### Work instructions
Each of the lines below must be retyped character for character.

Task inputs Block Start

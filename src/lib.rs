//! # Prompt Setup
//!
//! The pre-conversation configuration surface for a chat application.
//!
//! Before a conversation starts, an application may ask the user for values of
//! a set of named prompt variables that get interpolated into a prompt
//! template. This crate owns the lifecycle of those values:
//!
//! - Variable schema and draft/saved input state
//! - Live template preview with user-supplied spans marked
//! - Submission-readiness validation
//! - The collapsed/expanded/editing panel state machine
//! - The public vs. private deployment split
//!
//! Everything visual (styling, widgets, toasts) and everything networked
//! (actually starting the chat) is injected through the traits in
//! [`services`] (`Translator`, `Notifier`, `ChatStarter`, `InputsOwner`).
//!
//! ## Example
//!
//! ```rust,ignore
//! use prompt_setup::{PanelFlags, SetupConfig, WelcomeController};
//!
//! let mut controller = WelcomeController::builder(schema, template)
//!     .flags(PanelFlags::private_version())
//!     .config(SetupConfig::default())
//!     .collaborators(collaborators)
//!     .build();
//!
//! controller.set_input("topic", "physics")?;
//! controller.start_chat()?;
//! ```

#![deny(clippy::all)]
#![warn(clippy::pedantic)]
#![warn(clippy::nursery)]
#![warn(missing_docs)]
#![forbid(unsafe_code)]
#![allow(clippy::multiple_crate_versions)]

use thiserror::Error as ThisError;

// Module declarations
pub mod cli;
pub mod config;
pub mod models;
pub mod observability;
pub mod rendering;
pub mod services;

// Re-exports for convenience
pub use config::{SetupConfig, SetupFile};
pub use models::{
    InputDraft, PanelFlags, PanelMode, PanelState, PromptTemplate, QuestionCategory, SavedInputs,
    SiteInfo, SnapshotId, VariableDefinition, VariableKind, VariableSchema,
};
pub use rendering::{MarkedUpString, PreviewFormat, Segment, TemplateRenderer};
pub use services::{
    Collaborators, InputDraftStore, PanelStateMachine, Readiness, ValidationGate, VersionPolicy,
    WelcomeController, WelcomeVariant, WelcomeView,
};

/// Error type for prompt setup operations.
///
/// # Error Variant Triggers
///
/// | Variant | Raised When |
/// |---------|-------------|
/// | `MissingRequiredVariable` | Confirm or start chat with an empty required variable |
/// | `InvalidInput` | Duplicate schema keys, choice without options, malformed setup values |
/// | `ActionUnavailable` | An action the active variant does not offer (e.g. example questions) |
/// | `OperationFailed` | I/O errors, TOML parsing, logging initialization |
#[derive(Debug, Clone, PartialEq, Eq, ThisError)]
pub enum Error {
    /// A required variable has no value at submit time.
    ///
    /// Non-fatal: blocks only the submit action that detected it.
    #[error("missing required variable '{0}'")]
    MissingRequiredVariable(String),

    /// Invalid input was provided.
    ///
    /// Raised when:
    /// - A schema contains duplicate or empty keys
    /// - A key contains `{` or `}` and could never match a placeholder
    /// - A choice variable declares no options
    /// - A `key=value` assignment or format name is malformed
    #[error("invalid input: {0}")]
    InvalidInput(String),

    /// The requested action is not offered by the current view.
    #[error("action unavailable: {0}")]
    ActionUnavailable(String),

    /// An operation failed.
    ///
    /// Raised when:
    /// - Configuration or setup files cannot be read or parsed
    /// - The logging subscriber cannot be installed
    #[error("operation '{operation}' failed: {cause}")]
    OperationFailed {
        /// The operation that failed.
        operation: String,
        /// The underlying cause.
        cause: String,
    },
}

/// Result type alias for prompt setup operations.
pub type Result<T> = std::result::Result<T, Error>;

Task inputs Block End

### Answer
filename src/lib.rs
//! # Prompt Setup
//!
//! The pre-conversation configuration surface for a chat application.
//!
//! Before a conversation starts, an application may ask the user for values of
//! a set of named prompt variables that get interpolated into a prompt
//! template. This crate owns the lifecycle of those values:
//!
//! - Variable schema and draft/saved input state
//! - Live template preview with user-supplied spans marked
//! - Submission-readiness validation
//! - The collapsed/expanded/editing panel state machine
//! - The public vs. private deployment split
//!
//! Everything visual (styling, widgets, toasts) and everything networked
//! (actually starting the chat) is injected through the traits in
//! [`services`] (`Translator`, `Notifier`, `ChatStarter`, `InputsOwner`).
//!
//! ## Example
//!
//! ```rust,ignore
//! use prompt_setup::{PanelFlags, SetupConfig, WelcomeController};
//!
//! let mut controller = WelcomeController::builder(schema, template)
//!     .flags(PanelFlags::private_version())
//!     .config(SetupConfig::default())
//!     .collaborators(collaborators)
//!     .build();
//!
//! controller.set_input("topic", "physics")?;
//! controller.start_chat()?;
//! ```

#![deny(clippy::all)]
#![warn(clippy::pedantic)]
#![warn(clippy::nursery)]
#![warn(missing_docs)]
#![forbid(unsafe_code)]
#![allow(clippy::multiple_crate_versions)]

use thiserror::Error as ThisError;

// Module declarations
pub mod cli;
pub mod config;
pub mod models;
pub mod observability;
pub mod rendering;
pub mod services;

// Re-exports for convenience
pub use config::{SetupConfig, SetupFile};
pub use models::{
    InputDraft, PanelFlags, PanelMode, PanelState, PromptTemplate, QuestionCategory, SavedInputs,
    SiteInfo, SnapshotId, VariableDefinition, VariableKind, VariableSchema,
};
pub use rendering::{MarkedUpString, PreviewFormat, Segment, TemplateRenderer};
pub use services::{
    Collaborators, InputDraftStore, PanelStateMachine, Readiness, ValidationGate, VersionPolicy,
    WelcomeController, WelcomeVariant, WelcomeView,
};

/// Error type for prompt setup operations.
///
/// # Error Variant Triggers
///
/// | Variant | Raised When |
/// |---------|-------------|
/// | `MissingRequiredVariable` | Confirm or start chat with an empty required variable |
/// | `InvalidInput` | Duplicate schema keys, choice without options, malformed setup values |
/// | `ActionUnavailable` | An action the active variant does not offer (e.g. example questions) |
/// | `OperationFailed` | I/O errors, TOML parsing, logging initialization |
#[derive(Debug, Clone, PartialEq, Eq, ThisError)]
pub enum Error {
    /// A required variable has no value at submit time.
    ///
    /// Non-fatal: blocks only the submit action that detected it.
    #[error("missing required variable '{0}'")]
    MissingRequiredVariable(String),

    /// Invalid input was provided.
    ///
    /// Raised when:
    /// - A schema contains duplicate or empty keys
    /// - A key contains `{` or `}` and could never match a placeholder
    /// - A choice variable declares no options
    /// - A `key=value` assignment or format name is malformed
    #[error("invalid input: {0}")]
    InvalidInput(String),

    /// The requested action is not offered by the current view.
    #[error("action unavailable: {0}")]
    ActionUnavailable(String),

    /// An operation failed.
    ///
    /// Raised when:
    /// - Configuration or setup files cannot be read or parsed
    /// - The logging subscriber cannot be installed
    #[error("operation '{operation}' failed: {cause}")]
    OperationFailed {
        /// The operation that failed.
        operation: String,
        /// The underlying cause.
        cause: String,
    },
}

/// Result type alias for prompt setup operations.
pub type Result<T> = std::result::Result<T, Error>;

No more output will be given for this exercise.